WHAT YOU SHOULD DO:
From top to bottom, return the records that follow exactly.

───── DATASET ENTRIES ─────

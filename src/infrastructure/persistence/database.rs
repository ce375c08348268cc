use anyhow::{Context, Result};

use sqlx::sqlite::{SqliteConnectOptions, SqlitePool, SqlitePoolOptions};
use std::path::Path;
use std::str::FromStr;
use tokio::fs;
use tracing::info;

/// Singleton database wrapper for the symbol cache.
#[derive(Clone)]
pub struct Database {
    pub pool: SqlitePool,
}

impl Database {
    pub async fn new(db_url: &str) -> Result<Self> {
        // Ensure the directory exists if it's a file path
        if let Some(path_part) = db_url.strip_prefix("sqlite://") {
            let path = Path::new(path_part);
            if let Some(parent) = path.parent()
                && !parent.exists()
            {
                fs::create_dir_all(parent)
                    .await
                    .context("Failed to create database directory")?;
            }
        }

        let options = SqliteConnectOptions::from_str(db_url)?
            .create_if_missing(true)
            .journal_mode(sqlx::sqlite::SqliteJournalMode::Wal); // Better for concurrency

        let pool = SqlitePoolOptions::new()
            .max_connections(5)
            .connect_with(options)
            .await
            .context("Failed to connect to SQLite database")?;

        info!("Connected to database: {}", db_url);

        let db = Self { pool };
        db.init().await?;

        Ok(db)
    }

    /// Initialize database schema
    async fn init(&self) -> Result<()> {
        let mut conn = self.pool.acquire().await?;

        sqlx::query(
            r#"
            CREATE TABLE IF NOT EXISTS symbols (
                symbol TEXT PRIMARY KEY
            );
            "#,
        )
        .execute(&mut *conn)
        .await
        .context("Failed to create symbols table")?;

        sqlx::query(
            r#"
            CREATE TABLE IF NOT EXISTS metadata (
                key TEXT PRIMARY KEY,
                value TEXT
            );
            "#,
        )
        .execute(&mut *conn)
        .await
        .context("Failed to create metadata table")?;

        info!("Database schema initialized.");
        Ok(())
    }
}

─────

SOLUTION TO THE PROBLEM:
filename src/infrastructure/persistence/database.rs
repository ce375c08348268cc
use anyhow::{Context, Result};

use sqlx::sqlite::{SqliteConnectOptions, SqlitePool, SqlitePoolOptions};
use std::path::Path;
use std::str::FromStr;
use tokio::fs;
use tracing::info;

/// Singleton database wrapper for the symbol cache.
#[derive(Clone)]
pub struct Database {
    pub pool: SqlitePool,
}

impl Database {
    pub async fn new(db_url: &str) -> Result<Self> {
        // Ensure the directory exists if it's a file path
        if let Some(path_part) = db_url.strip_prefix("sqlite://") {
            let path = Path::new(path_part);
            if let Some(parent) = path.parent()
                && !parent.exists()
            {
                fs::create_dir_all(parent)
                    .await
                    .context("Failed to create database directory")?;
            }
        }

        let options = SqliteConnectOptions::from_str(db_url)?
            .create_if_missing(true)
            .journal_mode(sqlx::sqlite::SqliteJournalMode::Wal); // Better for concurrency

        let pool = SqlitePoolOptions::new()
            .max_connections(5)
            .connect_with(options)
            .await
            .context("Failed to connect to SQLite database")?;

        info!("Connected to database: {}", db_url);

        let db = Self { pool };
        db.init().await?;

        Ok(db)
    }

    /// Initialize database schema
    async fn init(&self) -> Result<()> {
        let mut conn = self.pool.acquire().await?;

        sqlx::query(
            r#"
            CREATE TABLE IF NOT EXISTS symbols (
                symbol TEXT PRIMARY KEY
            );
            "#,
        )
        .execute(&mut *conn)
        .await
        .context("Failed to create symbols table")?;

        sqlx::query(
            r#"
            CREATE TABLE IF NOT EXISTS metadata (
                key TEXT PRIMARY KEY,
                value TEXT
            );
            "#,
        )
        .execute(&mut *conn)
        .await
        .context("Failed to create metadata table")?;

        info!("Database schema initialized.");
        Ok(())
    }
}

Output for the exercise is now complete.